KernelCare, the first and exclusive live patching service for Amazon Linux 1 & 2, is now available for purchase on Amazon Web Services (AWS) Marketplace.
Download, deploy and configure KernelCare on-site and in the off-cloud image as well as in the enterprise platform for AWS EC2 cloud instances.
To help secure your environment, KernelCare automatically installs Linux kernel updates to live (or staging) servers without performance impact or downtime and from now on, you can purchase KernelCare from AWS Marketplace.

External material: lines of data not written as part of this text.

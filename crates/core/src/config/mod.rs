//! Application configuration with layered loading.
//!
//! This module provides configuration management using figment for layered
//! configuration loading from multiple sources:
//!
//! 1. Environment variables (NOTICEFEED_*)
//! 2. TOML config file (`--config` or NOTICEFEED_CONFIG_FILE)
//! 3. Built-in defaults, including the default source list

use std::path::{Path, PathBuf};
use std::time::Duration;

use figment::{
    Figment,
    providers::{Env, Format, Serialized, Toml},
};
use serde::{Deserialize, Serialize};

mod source;
mod validation;

pub use source::{
    Backoff, CardSelectors, DateSource, ExtractorSpec, FeedMeta, RetryConfig, SourceConfig, TableLayout,
    default_sources,
};
pub use validation::ConfigError;

/// Log output format for the binary.
#[derive(Debug, Clone, Copy, Default, PartialEq, Eq, Serialize, Deserialize)]
#[serde(rename_all = "snake_case")]
pub enum LogFormat {
    #[default]
    Text,
    Json,
}

/// Application configuration with layered loading.
///
/// Loading precedence (highest wins):
/// 1. Environment variables (NOTICEFEED_*)
/// 2. TOML config file
/// 3. Built-in defaults
#[derive(Debug, Clone, Serialize, Deserialize)]
pub struct AppConfig {
    /// Directory holding per-source cache records and the run lock.
    ///
    /// Set via NOTICEFEED_CACHE_DIR environment variable.
    #[serde(default = "default_cache_dir")]
    pub cache_dir: PathBuf,

    /// Base directory for relative feed output paths.
    ///
    /// Set via NOTICEFEED_OUTPUT_DIR environment variable.
    #[serde(default = "default_output_dir")]
    pub output_dir: PathBuf,

    /// User-Agent string for HTTP requests.
    ///
    /// Set via NOTICEFEED_USER_AGENT environment variable.
    #[serde(default = "default_user_agent")]
    pub user_agent: String,

    /// HTTP request timeout in milliseconds.
    ///
    /// Set via NOTICEFEED_TIMEOUT_MS environment variable.
    #[serde(default = "default_timeout_ms")]
    pub timeout_ms: u64,

    /// Maximum bytes to fetch per request.
    ///
    /// Set via NOTICEFEED_MAX_BYTES environment variable.
    #[serde(default = "default_max_bytes")]
    pub max_bytes: usize,

    /// Set via NOTICEFEED_LOG_FORMAT environment variable (`text` or `json`).
    #[serde(default)]
    pub log_format: LogFormat,

    /// Age in seconds after which a leftover run lock is taken over.
    ///
    /// Set via NOTICEFEED_LOCK_STALE_SECS environment variable.
    #[serde(default = "default_lock_stale_secs")]
    pub lock_stale_secs: u64,

    /// Boards to syndicate, processed in order.
    #[serde(default = "default_sources")]
    pub sources: Vec<SourceConfig>,
}

fn default_cache_dir() -> PathBuf {
    PathBuf::from(".noticefeed")
}

fn default_output_dir() -> PathBuf {
    PathBuf::from(".")
}

fn default_user_agent() -> String {
    concat!("Mozilla/5.0 (compatible; noticefeed/", env!("CARGO_PKG_VERSION"), ")").into()
}

fn default_timeout_ms() -> u64 {
    30_000
}

fn default_max_bytes() -> usize {
    5_242_880 // 5MB
}

fn default_lock_stale_secs() -> u64 {
    3_600
}

impl Default for AppConfig {
    fn default() -> Self {
        Self {
            cache_dir: default_cache_dir(),
            output_dir: default_output_dir(),
            user_agent: default_user_agent(),
            timeout_ms: default_timeout_ms(),
            max_bytes: default_max_bytes(),
            log_format: LogFormat::default(),
            lock_stale_secs: default_lock_stale_secs(),
            sources: default_sources(),
        }
    }
}

impl AppConfig {
    /// Timeout as Duration for use with reqwest/tokio.
    pub fn timeout(&self) -> Duration {
        Duration::from_millis(self.timeout_ms)
    }

    pub fn lock_stale_after(&self) -> Duration {
        Duration::from_secs(self.lock_stale_secs)
    }

    /// Resolve a source's feed path against `output_dir`.
    pub fn output_path(&self, source: &SourceConfig) -> PathBuf {
        if source.output.is_absolute() { source.output.clone() } else { self.output_dir.join(&source.output) }
    }

    /// Load configuration from all sources with layered precedence.
    ///
    /// Priority (highest wins):
    /// 1. Environment variables prefixed with `NOTICEFEED_`
    /// 2. TOML file from `config_file`, else from `NOTICEFEED_CONFIG_FILE` (if set)
    /// 3. Built-in defaults via `Default::default()`
    ///
    /// # Errors
    ///
    /// Returns `ConfigError` if:
    /// - Configuration file cannot be read or parsed
    /// - Environment variables cannot be parsed
    /// - Validation fails after loading
    pub fn load(config_file: Option<&Path>) -> Result<Self, ConfigError> {
        let mut figment = Figment::from(Serialized::defaults(Self::default()));

        let env_file = std::env::var("NOTICEFEED_CONFIG_FILE").ok().map(PathBuf::from);
        if let Some(path) = config_file.map(Path::to_path_buf).or(env_file) {
            if !path.exists() {
                return Err(ConfigError::Missing {
                    field: "config_file".into(),
                    hint: format!("{} does not exist", path.display()),
                });
            }
            figment = figment.merge(Toml::file(&path));
        }

        figment = figment.merge(
            Env::prefixed("NOTICEFEED_")
                .ignore(&["CONFIG_FILE"])
                .map(|key| key.as_str().to_lowercase().into())
                .split("__"),
        );

        let config: Self = figment.extract().map_err(|e| ConfigError::LoadFailed(e.to_string()))?;

        config.validate()?;

        Ok(config)
    }

    /// Restrict the run to the given source ids, preserving configured order.
    ///
    /// # Errors
    ///
    /// Returns `ConfigError::Invalid` if an id is not configured.
    pub fn select_sources(&self, ids: &[String]) -> Result<Vec<&SourceConfig>, ConfigError> {
        if let Some(unknown) = ids.iter().find(|id| !self.sources.iter().any(|s| &s.id == *id)) {
            return Err(ConfigError::Invalid { field: "source".into(), reason: format!("unknown source id '{unknown}'") });
        }

        Ok(self
            .sources
            .iter()
            .filter(|s| ids.is_empty() || ids.contains(&s.id))
            .collect())
    }
}

#[cfg(test)]
mod tests {
    use super::*;

    #[test]
    fn test_default_config() {
        let config = AppConfig::default();
        assert_eq!(config.cache_dir, PathBuf::from(".noticefeed"));
        assert_eq!(config.output_dir, PathBuf::from("."));
        assert!(config.user_agent.contains("noticefeed/"));
        assert_eq!(config.max_bytes, 5_242_880);
        assert_eq!(config.timeout_ms, 30_000);
        assert_eq!(config.log_format, LogFormat::Text);
        assert_eq!(config.sources.len(), 2);
    }

    #[test]
    fn test_timeout_duration() {
        let config = AppConfig::default();
        assert_eq!(config.timeout(), Duration::from_millis(30_000));
    }

    #[test]
    fn test_output_path_relative_and_absolute() {
        let mut config = AppConfig { output_dir: PathBuf::from("/srv/feeds"), ..Default::default() };
        assert_eq!(config.output_path(&config.sources[0]), PathBuf::from("/srv/feeds/feed.xml"));

        config.sources[0].output = PathBuf::from("/tmp/aust.xml");
        assert_eq!(config.output_path(&config.sources[0]), PathBuf::from("/tmp/aust.xml"));
    }

    #[test]
    fn test_select_sources() {
        let config = AppConfig::default();
        assert_eq!(config.select_sources(&[]).unwrap().len(), 2);

        let picked = config.select_sources(&["shed-scholarship".to_string()]).unwrap();
        assert_eq!(picked.len(), 1);
        assert_eq!(picked[0].id, "shed-scholarship");

        let result = config.select_sources(&["nope".to_string()]);
        assert!(matches!(result, Err(ConfigError::Invalid { field, .. }) if field == "source"));
    }

    #[test]
    fn test_load_layers_file_and_env() {
        figment::Jail::expect_with(|jail| {
            jail.create_file(
                "noticefeed.toml",
                r#"
                cache_dir = "state"
                timeout_ms = 5000

                [[sources]]
                id = "dept"
                url = "https://dept.example.edu/notices"
                output = "dept.xml"
                max_items = 20

                [sources.feed]
                title = "Department notices"
                description = "Notices from the department"

                [sources.extractor]
                kind = "table"
                link_column = 4
                "#,
            )?;
            jail.set_env("NOTICEFEED_TIMEOUT_MS", "7000");
            jail.set_env("NOTICEFEED_LOG_FORMAT", "json");

            let config = AppConfig::load(Some(Path::new("noticefeed.toml"))).expect("config loads");
            assert_eq!(config.cache_dir, PathBuf::from("state"));
            assert_eq!(config.timeout_ms, 7000);
            assert_eq!(config.log_format, LogFormat::Json);
            assert_eq!(config.sources.len(), 1);

            let source = &config.sources[0];
            assert_eq!(source.max_items, 20);
            assert_eq!(source.forced_refresh_days, 7);
            assert_eq!(source.retry, RetryConfig::default());
            match &source.extractor {
                ExtractorSpec::Table(layout) => {
                    assert_eq!(layout.link_column, 4);
                    assert_eq!(layout.title_column, 1);
                }
                other => panic!("unexpected extractor: {other:?}"),
            }
            Ok(())
        });
    }

    #[test]
    fn test_load_missing_file() {
        figment::Jail::expect_with(|_jail| {
            let result = AppConfig::load(Some(Path::new("absent.toml")));
            assert!(matches!(result, Err(ConfigError::Missing { .. })));
            Ok(())
        });
    }

    #[test]
    fn test_load_defaults_without_file() {
        figment::Jail::expect_with(|_jail| {
            let config = AppConfig::load(None).expect("defaults load");
            assert_eq!(config.sources, default_sources());
            Ok(())
        });
    }
}
//! Change detection: decide whether a freshly extracted notice set must be
//! republished.
//!
//! ### Decision order
//! 1. Fingerprint the canonicalised notices.
//! 2. `Forced` when the forced-refresh window has elapsed, regardless of
//!    the fingerprint. This guards against silent drift such as a selector
//!    that keeps producing the same wrong content.
//! 3. `Changed` when no fingerprint is cached (first run) or it differs.
//! 4. `Unchanged` otherwise.
//!
//! A "not modified" fetch never reaches the detector.

use std::fmt;

use chrono::{DateTime, Duration, Utc};
use serde::Serialize;

use crate::cache::{CacheRecord, fingerprint};
use crate::notice::NoticeRecord;

/// Outcome of change detection.
#[derive(Debug, Clone, Copy, PartialEq, Eq, Serialize)]
#[serde(rename_all = "snake_case")]
pub enum Decision {
    Changed,
    Unchanged,
    Forced,
}

impl Decision {
    /// Whether the cycle must rebuild and write the feed.
    pub fn publishes(self) -> bool {
        matches!(self, Decision::Changed | Decision::Forced)
    }
}

impl fmt::Display for Decision {
    fn fmt(&self, f: &mut fmt::Formatter<'_>) -> fmt::Result {
        let s = match self {
            Decision::Changed => "changed",
            Decision::Unchanged => "unchanged",
            Decision::Forced => "forced",
        };
        f.write_str(s)
    }
}

/// A decision together with the fingerprint it was based on.
#[derive(Debug, Clone, PartialEq, Eq)]
pub struct Detection {
    pub decision: Decision,
    pub fingerprint: String,
}

/// Stateless change detector configured with the forced-refresh interval.
#[derive(Debug, Clone, Copy)]
pub struct ChangeDetector {
    forced_refresh_interval: Duration,
}

impl ChangeDetector {
    pub fn new(forced_refresh_interval: Duration) -> Self {
        Self { forced_refresh_interval }
    }

    pub fn forced_refresh_interval(&self) -> Duration {
        self.forced_refresh_interval
    }

    /// Whether the forced-refresh window has elapsed at `now`.
    ///
    /// The window only exists once a first publish has started the timer.
    pub fn refresh_due(&self, cache: &CacheRecord, now: DateTime<Utc>) -> bool {
        cache
            .last_forced_refresh_at
            .is_some_and(|last| now - last >= self.forced_refresh_interval)
    }

    pub fn decide(&self, notices: &[NoticeRecord], cache: &CacheRecord, now: DateTime<Utc>) -> Detection {
        let fingerprint = fingerprint(notices);

        let decision = if self.refresh_due(cache, now) {
            Decision::Forced
        } else if cache.content_fingerprint.as_deref() != Some(fingerprint.as_str()) {
            Decision::Changed
        } else {
            Decision::Unchanged
        };

        Detection { decision, fingerprint }
    }
}

impl Default for ChangeDetector {
    fn default() -> Self {
        Self::new(Duration::days(7))
    }
}
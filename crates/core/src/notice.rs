//! Notice records produced by extractors and consumed by the feed builder.

use chrono::{DateTime, Utc};
use serde::{Deserialize, Serialize};

/// A single scraped notice.
///
/// Identity is the `link`; two records with the same link describe the same
/// notice even if their titles differ.
#[derive(Debug, Clone, PartialEq, Eq, Serialize, Deserialize)]
pub struct NoticeRecord {
    pub title: String,
    /// Absolute URL, unique within a feed.
    pub link: String,
    pub published: DateTime<Utc>,
    /// True when `published` is the fetch time because no date could be parsed.
    #[serde(default)]
    pub date_inferred: bool,
    pub summary: Option<String>,
    /// Whether `link` points at the notice itself (vs. a synthetic identity).
    #[serde(default = "default_permalink")]
    pub permalink: bool,
}

fn default_permalink() -> bool {
    true
}

impl NoticeRecord {
    /// Create a permalink notice with a parsed publication date.
    pub fn new(title: impl Into<String>, link: impl Into<String>, published: DateTime<Utc>) -> Self {
        Self {
            title: title.into(),
            link: link.into(),
            published,
            date_inferred: false,
            summary: None,
            permalink: true,
        }
    }

    pub fn with_summary(mut self, summary: impl Into<String>) -> Self {
        let summary = collapse_whitespace(&summary.into());
        self.summary = if summary.is_empty() { None } else { Some(summary) };
        self
    }

    /// Mark the publication date as a fallback.
    pub fn inferred(mut self) -> Self {
        self.date_inferred = true;
        self
    }

    /// Text used as the feed item description: the summary, or the title when absent.
    pub fn description(&self) -> &str {
        self.summary.as_deref().unwrap_or(&self.title)
    }
}

/// Collapse every run of whitespace to a single space and trim the ends.
pub fn collapse_whitespace(s: &str) -> String {
    s.split_whitespace().collect::<Vec<_>>().join(" ")
}

#[cfg(test)]
mod tests {
    use super::*;
    use chrono::TimeZone;

    #[test]
    fn test_collapse_whitespace() {
        assert_eq!(collapse_whitespace("  Class\n\t routine   2025 "), "Class routine 2025");
        assert_eq!(collapse_whitespace("   "), "");
    }

    #[test]
    fn test_description_falls_back_to_title() {
        let at = Utc.with_ymd_and_hms(2025, 4, 10, 0, 0, 0).unwrap();
        let notice = NoticeRecord::new("Exam schedule", "https://example.edu/n/1", at);
        assert_eq!(notice.description(), "Exam schedule");

        let notice = notice.with_summary("  Mid-term   exams start Monday ");
        assert_eq!(notice.description(), "Mid-term exams start Monday");
    }

    #[test]
    fn test_blank_summary_is_dropped() {
        let at = Utc.with_ymd_and_hms(2025, 4, 10, 0, 0, 0).unwrap();
        let notice = NoticeRecord::new("t", "https://example.edu/n/1", at).with_summary(" \n ");
        assert!(notice.summary.is_none());
    }
}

Although virtual instances are not made of iron, they still have Linux kernels that are in need of constant patching against vulnerabilities. A recent vulnerability that affected Amazon Linux kernels is CVE–2019–8912. This is a use-after-free vulnerability affecting kernels running on Amazon Linux 2, among others. MITRE created an entry for the vulnerability on February 18, 2019. NVD published it on February 20. By Friday, February 22, KernelCare patches were out, protecting all of our customers’ Amazon Linux 2 installs from this vulnerability. (The details are in this blog post)
Installing kernel updates mean rebooting your EC2 instance. It’s OK if you have got a handful of them; you just install the update and reboot to apply it. For a few dozen or more servers, doing this is a nightmare. Security patches are, by definition, urgent.
KernelCare is ‘install and forget’ software. The agent (a small kernel module that runs on every system) handles the installation of the patch quickly, and no processes are killed. KernelCare takes minutes to install, nanoseconds to update, does it without reboots, and provides patch roll-back capability.